This Finnish black metal one-man band released a demo in 2012, and now in 2013 Iapethos' debut full-length album saw the light of day.
Whereas the demo left an impression that it wasn't quite up to par with the artist's level of skill, this album sounds way more convincing. The music is still based on the same core of harsh and simplistic black metal with the coldness and mechanical rhythmics of industrial music, but the album has way more nuances and depth than the demo. The programmed drums sound as sharp, mechanical and lifeless as they should, and the artist made a right call in not even trying to hide their programmed nature. The guitar sounds equally lifeless with its very crude and distorted buzz, whereas the bass sounds vast and haunting. The vocals are monotonal and dry croaks, but have well enough emotion and character in them to be suitable and pleasing.

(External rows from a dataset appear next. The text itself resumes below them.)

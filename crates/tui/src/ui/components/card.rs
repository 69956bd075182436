use ratatui::{
    Frame,
    layout::Rect,
    style::{Modifier, Style},
    text::{Line, Span},
    widgets::{Block, BorderType, Borders, Paragraph, Widget},
};

use crate::ui::theme::Theme;

/// Rounded-border container used for dashboard panels and content sections.
pub struct Card<'a> {
    title: &'a str,
    theme: &'a Theme,
    focused: bool,
}

impl<'a> Card<'a> {
    pub fn new(title: &'a str, theme: &'a Theme) -> Self {
        Self {
            title,
            theme,
            focused: false,
        }
    }

    /// Mark this card as focused (uses the accent border color).
    pub fn focused(mut self, focused: bool) -> Self {
        self.focused = focused;
        self
    }

    /// Creates the Block widget for this card.
    pub fn block(&self) -> Block<'a> {
        let border_color = if self.focused {
            self.theme.border_focused
        } else {
            self.theme.border
        };

        Block::default()
            .title(Span::styled(
                format!(" {} ", self.title),
                Style::default().fg(self.theme.accent),
            ))
            .borders(Borders::ALL)
            .border_type(BorderType::Rounded)
            .border_style(Style::default().fg(border_color))
    }

    /// Returns the inner area after accounting for borders.
    pub fn inner(&self, area: Rect) -> Rect {
        self.block().inner(area)
    }

    /// Renders the card border/frame without content.
    pub fn render_frame(&self, frame: &mut Frame<'_>, area: Rect) {
        frame.render_widget(self.block(), area);
    }

    /// Renders the card with the given widget as content.
    pub fn render_with<W: Widget>(&self, frame: &mut Frame<'_>, area: Rect, content: W) {
        let inner = self.inner(area);
        frame.render_widget(self.block(), area);
        frame.render_widget(content, inner);
    }
}

/// A simple stat card showing a label and a value.
pub struct StatCard<'a> {
    title: &'a str,
    value: String,
    value_style: Option<Style>,
    subtitle: Option<String>,
    theme: &'a Theme,
}

impl<'a> StatCard<'a> {
    pub fn new(title: &'a str, value: impl Into<String>, theme: &'a Theme) -> Self {
        Self {
            title,
            value: value.into(),
            value_style: None,
            subtitle: None,
            theme,
        }
    }

    /// Override the value color.
    pub fn value_style(mut self, style: Style) -> Self {
        self.value_style = Some(style);
        self
    }

    /// Add a subtitle below the main value.
    pub fn subtitle(mut self, subtitle: impl Into<String>) -> Self {
        self.subtitle = Some(subtitle.into());
        self
    }

    pub fn render(&self, frame: &mut Frame<'_>, area: Rect) {
        let card = Card::new(self.title, self.theme);
        let inner = card.inner(area);
        card.render_frame(frame, area);

        let value_style = self
            .value_style
            .unwrap_or_else(|| Style::default().fg(self.theme.text));
        let mut lines = vec![Line::from(Span::styled(
            self.value.clone(),
            value_style.add_modifier(Modifier::BOLD),
        ))];

        if let Some(sub) = &self.subtitle {
            lines.push(Line::from(Span::styled(
                sub.clone(),
                Style::default().fg(self.theme.dim),
            )));
        }

        frame.render_widget(Paragraph::new(lines), inner);
    }
}
mod app;
mod config;
mod error;
mod ui;

use crate::error::Result;

#[tokio::main]
async fn main() -> Result<()> {
    let config = config::load()?;

    // Log to stderr so the alternate screen stays clean; redirect 2> to keep
    // a session log.
    tracing_subscriber::fmt()
        .with_env_filter(format!(
            "remitrax_tui={level},engine={level},insight={level}",
            level = config.log_level
        ))
        .with_writer(std::io::stderr)
        .init();

    let mut app = app::App::new(config)?;
    app.run().await?;
    Ok(())
}
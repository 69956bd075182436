//! The send-money wizard.
//!
//! A three-step state machine: parameter entry, review, confirmation. The
//! wizard itself is fully synchronous; asynchronous work (the audit delay,
//! the insight fetch, the biometric timers) is requested through tickets and
//! applied back through `apply_*` methods. Tickets carry a generation
//! counter, so a result that was superseded while in flight is rejected
//! instead of racing: last triggered wins.
//!
//! The wizard is created fresh when the send screen mounts and discarded when
//! it unmounts or after a successful commit navigates away.

use chrono::{DateTime, Utc};
use rand::Rng;

use crate::{
    audit::SecurityAuditResult,
    money::Money,
    rails::PaymentRail,
    recipients::{RecipientDirectory, RecipientProfile},
    store::Store,
    transactions::{Transaction, TransactionKind},
};

/// kg CO2e attributed per major unit transferred.
const CARBON_EMISSION_FACTOR: f64 = 0.002;

const TRANSFER_CATEGORY: &str = "Quantum Transfer";

#[derive(Clone, Copy, Debug, PartialEq, Eq)]
pub enum WizardStep {
    Entry,
    Review,
    Confirmed,
}

impl WizardStep {
    /// 1-based step number for the progress indicator.
    #[must_use]
    pub fn number(self) -> u8 {
        match self {
            Self::Entry => 1,
            Self::Review => 2,
            Self::Confirmed => 3,
        }
    }
}

/// Claim on the audit slot for one in-flight refresh.
///
/// Only the ticket from the latest arming is accepted by
/// [`Wizard::apply_audit`]; earlier tickets are stale.
#[derive(Clone, Copy, Debug, PartialEq, Eq)]
pub struct AuditTicket(u64);

/// Claim on the insight slot for one in-flight fetch.
#[derive(Clone, Copy, Debug, PartialEq, Eq)]
pub struct InsightTicket(u64);

/// Settlement details shown on the confirmation screen.
#[derive(Clone, Debug, PartialEq, Eq)]
pub struct CommitReceipt {
    pub transaction_id: String,
    pub dlt_hash: String,
}

#[derive(Debug)]
pub struct Wizard {
    directory: RecipientDirectory,
    step: WizardStep,
    rail: PaymentRail,
    amount_input: String,
    search_term: String,
    selected: Option<RecipientProfile>,
    insights: Vec<String>,
    loading_insights: bool,
    insight_epoch: u64,
    biometric_open: bool,
    audit: Option<SecurityAuditResult>,
    audit_pending: bool,
    audit_epoch: u64,
}

impl Wizard {
    pub fn new(directory: RecipientDirectory) -> Self {
        Self {
            directory,
            step: WizardStep::Entry,
            rail: PaymentRail::default(),
            amount_input: String::new(),
            search_term: String::new(),
            selected: None,
            insights: Vec::new(),
            loading_insights: false,
            insight_epoch: 0,
            biometric_open: false,
            audit: None,
            audit_pending: false,
            audit_epoch: 0,
        }
    }

    #[must_use]
    pub fn step(&self) -> WizardStep {
        self.step
    }

    #[must_use]
    pub fn rail(&self) -> PaymentRail {
        self.rail
    }

    #[must_use]
    pub fn amount_input(&self) -> &str {
        &self.amount_input
    }

    #[must_use]
    pub fn search_term(&self) -> &str {
        &self.search_term
    }

    #[must_use]
    pub fn selected(&self) -> Option<&RecipientProfile> {
        self.selected.as_ref()
    }

    #[must_use]
    pub fn insights(&self) -> &[String] {
        &self.insights
    }

    #[must_use]
    pub fn loading_insights(&self) -> bool {
        self.loading_insights
    }

    #[must_use]
    pub fn biometric_open(&self) -> bool {
        self.biometric_open
    }

    #[must_use]
    pub fn audit(&self) -> Option<&SecurityAuditResult> {
        self.audit.as_ref()
    }

    /// Whether an armed audit refresh has not delivered yet.
    #[must_use]
    pub fn audit_pending(&self) -> bool {
        self.audit_pending
    }

    /// The amount input parsed as a positive transfer magnitude.
    #[must_use]
    pub fn parsed_amount(&self) -> Option<Money> {
        self.amount_input
            .parse::<Money>()
            .ok()
            .filter(|amount| amount.is_positive())
    }

    pub fn set_rail(&mut self, rail: PaymentRail) {
        self.rail = rail;
    }

    /// Updates the raw amount input.
    ///
    /// Returns an [`AuditTicket`] when the change re-arms the audit (both a
    /// positive amount and a resolved recipient present); the caller owes a
    /// delayed [`Wizard::apply_audit`] for it.
    pub fn set_amount(&mut self, input: &str) -> Option<AuditTicket> {
        if input == self.amount_input {
            return None;
        }
        self.amount_input = input.to_string();
        self.rearm_audit()
    }

    /// Updates the recipient search text and re-resolves the selection.
    ///
    /// Resolution is pure and last-write-wins: every keystroke re-evaluates
    /// the fixed directory. Returns an [`AuditTicket`] when the resolved
    /// recipient changed and the audit re-armed.
    pub fn set_search(&mut self, term: &str) -> Option<AuditTicket> {
        if term == self.search_term {
            return None;
        }
        self.search_term = term.to_string();

        let resolved = self.directory.resolve(&self.search_term).cloned();
        let changed = resolved.as_ref().map(|r| r.id.as_str())
            != self.selected.as_ref().map(|r| r.id.as_str());
        self.selected = resolved;

        if changed { self.rearm_audit() } else { None }
    }

    /// Clears the audit slot and issues a new ticket when the audit guard
    /// (positive amount + resolved recipient) holds.
    fn rearm_audit(&mut self) -> Option<AuditTicket> {
        if self.parsed_amount().is_none() || self.selected.is_none() {
            return None;
        }
        self.audit = None;
        self.audit_pending = true;
        self.audit_epoch += 1;
        tracing::debug!(epoch = self.audit_epoch, "audit re-armed");
        Some(AuditTicket(self.audit_epoch))
    }

    /// Delivers a delayed audit result. Stale tickets are dropped.
    pub fn apply_audit(&mut self, ticket: AuditTicket, result: SecurityAuditResult) -> bool {
        if ticket.0 != self.audit_epoch || !self.audit_pending {
            tracing::debug!(epoch = ticket.0, "stale audit result dropped");
            return false;
        }
        self.audit = Some(result);
        self.audit_pending = false;
        true
    }

    /// Submit guard: a positive amount and a resolved recipient.
    ///
    /// When this is false the send action is inert (the control renders
    /// disabled); no error is raised.
    #[must_use]
    pub fn can_submit(&self) -> bool {
        self.parsed_amount().is_some() && self.selected.is_some()
    }

    /// `Entry -> Review`. Issues exactly one insight ticket per successful
    /// submit; the caller owes a fetch and an [`Wizard::apply_insights`].
    pub fn submit(&mut self) -> Option<InsightTicket> {
        if self.step != WizardStep::Entry || !self.can_submit() {
            return None;
        }
        self.step = WizardStep::Review;
        self.loading_insights = true;
        self.insight_epoch += 1;
        tracing::debug!(epoch = self.insight_epoch, "insight fetch requested");
        Some(InsightTicket(self.insight_epoch))
    }

    /// Delivers fetched insight strings. Stale tickets are dropped.
    pub fn apply_insights(&mut self, ticket: InsightTicket, insights: Vec<String>) -> bool {
        if ticket.0 != self.insight_epoch {
            tracing::debug!(epoch = ticket.0, "stale insights dropped");
            return false;
        }
        self.insights = insights;
        self.loading_insights = false;
        true
    }

    /// `Review -> Entry`. Amount, recipient and rail are all retained.
    pub fn adjust(&mut self) -> bool {
        if self.step != WizardStep::Review || self.biometric_open {
            return false;
        }
        self.step = WizardStep::Entry;
        true
    }

    /// Opens the biometric gate. The step stays `Review` until the capture
    /// sequence completes.
    pub fn authorize(&mut self) -> bool {
        if self.step != WizardStep::Review || self.biometric_open {
            return false;
        }
        self.biometric_open = true;
        true
    }

    /// Closes the biometric gate without success: back to `Review`, no other
    /// state change, nothing appended to the ledger.
    pub fn abort_biometric(&mut self) -> bool {
        if !self.biometric_open {
            return false;
        }
        self.biometric_open = false;
        true
    }

    /// Biometric success path: synthesizes the transaction, appends it to the
    /// store and moves to `Confirmed`.
    pub fn commit(&mut self, store: &mut Store, now: DateTime<Utc>) -> Option<CommitReceipt> {
        if self.step != WizardStep::Review || !self.biometric_open {
            return None;
        }
        let amount = self.parsed_amount()?;

        let recipient_label = self
            .selected
            .as_ref()
            .map(|r| r.name.clone())
            .unwrap_or_else(|| self.search_term.clone());

        let id = format!("RTX-{}", now.timestamp_millis());
        let tx = Transaction::new(
            id.clone(),
            TransactionKind::Expense,
            TRANSFER_CATEGORY.to_string(),
            format!("Sent to {recipient_label} via {}", self.rail.as_str()),
            amount,
            now.date_naive(),
            amount.major_f64() * CARBON_EMISSION_FACTOR,
        )
        .ok()?;
        store.add_transaction(tx);

        self.biometric_open = false;
        self.step = WizardStep::Confirmed;
        tracing::info!(id = %id, rail = self.rail.as_str(), "transfer committed");

        Some(CommitReceipt {
            transaction_id: id,
            dlt_hash: settlement_hash(),
        })
    }
}

/// Decorative ledger hash for the confirmation screen.
fn settlement_hash() -> String {
    const HEX: &[u8; 16] = b"0123456789abcdef";
    let mut rng = rand::thread_rng();
    let digits: String = (0..24)
        .map(|_| HEX[rng.gen_range(0..16)] as char)
        .collect();
    format!("0x{digits}")
}

#[cfg(test)]
mod tests {
    use super::*;
    use crate::audit::{FixedRiskSource, assess};

    fn wizard() -> Wizard {
        Wizard::new(RecipientDirectory::default())
    }

    #[test]
    fn submit_is_inert_without_amount_or_recipient() {
        let mut wizard = wizard();
        assert!(!wizard.can_submit());
        assert!(wizard.submit().is_none());

        wizard.set_amount("500");
        assert!(!wizard.can_submit());
        assert!(wizard.submit().is_none());
        assert_eq!(wizard.step(), WizardStep::Entry);

        wizard.set_search("Alice");
        assert!(wizard.can_submit());
    }

    #[test]
    fn submit_is_inert_for_non_numeric_amounts() {
        let mut wizard = wizard();
        wizard.set_search("Alice");
        wizard.set_amount("lots");
        assert!(!wizard.can_submit());
        wizard.set_amount("-5");
        assert!(!wizard.can_submit());
    }

    #[test]
    fn submit_issues_exactly_one_insight_ticket() {
        let mut wizard = wizard();
        wizard.set_amount("500");
        wizard.set_search("Alice");

        let ticket = wizard.submit();
        assert!(ticket.is_some());
        assert_eq!(wizard.step(), WizardStep::Review);
        assert!(wizard.loading_insights());

        // Already in review: no second fetch.
        assert!(wizard.submit().is_none());
    }

    #[test]
    fn adjust_retains_all_inputs() {
        let mut wizard = wizard();
        wizard.set_rail(PaymentRail::NeuroLink);
        wizard.set_amount("500");
        wizard.set_search("Alice");
        wizard.submit();

        assert!(wizard.adjust());
        assert_eq!(wizard.step(), WizardStep::Entry);
        assert_eq!(wizard.amount_input(), "500");
        assert_eq!(wizard.search_term(), "Alice");
        assert_eq!(wizard.rail(), PaymentRail::NeuroLink);
        assert_eq!(wizard.selected().map(|r| r.id.as_str()), Some("r1"));
    }

    #[test]
    fn audit_rearms_on_amount_and_recipient_changes_only() {
        let mut wizard = wizard();

        // No recipient yet: no arming.
        assert!(wizard.set_amount("500").is_none());
        let first = wizard.set_search("Alice");
        assert!(first.is_some());
        assert!(wizard.audit_pending());
        assert!(wizard.audit().is_none());

        // Same search text again: no change, no re-arm.
        assert!(wizard.set_search("Alice").is_none());

        // Search text change that resolves to the same recipient: no re-arm.
        assert!(wizard.set_search("Alice Q").is_none());

        // Amount change: re-arm.
        let second = wizard.set_amount("1500");
        assert!(second.is_some());
        assert_ne!(first, second);
    }

    #[test]
    fn stale_audit_tickets_are_dropped() {
        let mut wizard = wizard();
        wizard.set_search("Alice");
        let stale = wizard.set_amount("500").unwrap();
        let current = wizard.set_amount("1500").unwrap();

        let result = assess(&mut FixedRiskSource(3), Money::new(150_000));
        assert!(!wizard.apply_audit(stale, result.clone()));
        assert!(wizard.audit().is_none());

        assert!(wizard.apply_audit(current, result));
        assert!(!wizard.audit_pending());
        assert_eq!(wizard.audit().unwrap().risk_score, 3 + 15);
    }

    #[test]
    fn stale_insight_tickets_are_dropped() {
        let mut wizard = wizard();
        wizard.set_amount("500");
        wizard.set_search("Alice");

        let stale = wizard.submit().unwrap();
        wizard.adjust();
        let current = wizard.submit().unwrap();

        assert!(!wizard.apply_insights(stale, vec!["old".to_string()]));
        assert!(wizard.loading_insights());
        assert!(wizard.apply_insights(current, vec!["fresh".to_string()]));
        assert_eq!(wizard.insights(), ["fresh".to_string()]);
    }

    #[test]
    fn authorize_only_from_review() {
        let mut wizard = wizard();
        assert!(!wizard.authorize());

        wizard.set_amount("500");
        wizard.set_search("Alice");
        wizard.submit();
        assert!(wizard.authorize());
        assert!(wizard.biometric_open());
        // Re-entrant authorize is refused while the gate is open.
        assert!(!wizard.authorize());
    }
}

As said, the songs are based on fairly simple structures, and that topped with the industrial inflexibility means that you won't get too many surprises thrown at you. The soundscape is dominated by the spastic drumming and the bass-frequencies, whereas the guitar tends to be rather buried in the mix. Although a mixture like this might seem boring on paper, the album actually works really well; the vocals breathe enough life into the cold industrial atmospheres, and the occasional synth and even piano add a lot of depth and character to the soundscape when they're present. The electronic side doesn't try to add any likeable or techno/dance-elements, but instead sticks with the industrial/nightmare-sound to keep things simple and cohese. The artist has a good sense of style.
I was originally very fond of the album, but after a great number of spins the album's crude and bare nature starts to show its negative sides. There should be greater contrasts and bolder tempo- and atmospheric changes in the compositions, as now they occasionally succumb into a still pleasing but slightly faceless grey mass of sound. Aside of the too quiet guitar, the soundscape and musicianship are good; the simplisticity just would need a stronger drive and a more overwhelming aura to take over the listener. The nightmarish and satanic lyrics suit the atmospheres more than well, too - you just need to read them to know it, as the vocals don't really reveal their twisted feeling nor horror.
If you want black metal with a strong and serious industrial spirit, this one's certainly a good pick. I hope Iapethos keeps on working hard and improving his concept, as with his sense of style he could take it way further. There are vast realms of industrial music that he hasn't explored (nor benefited from) with his music, and I hope that in the future he'll utilize both the strings and machinery further.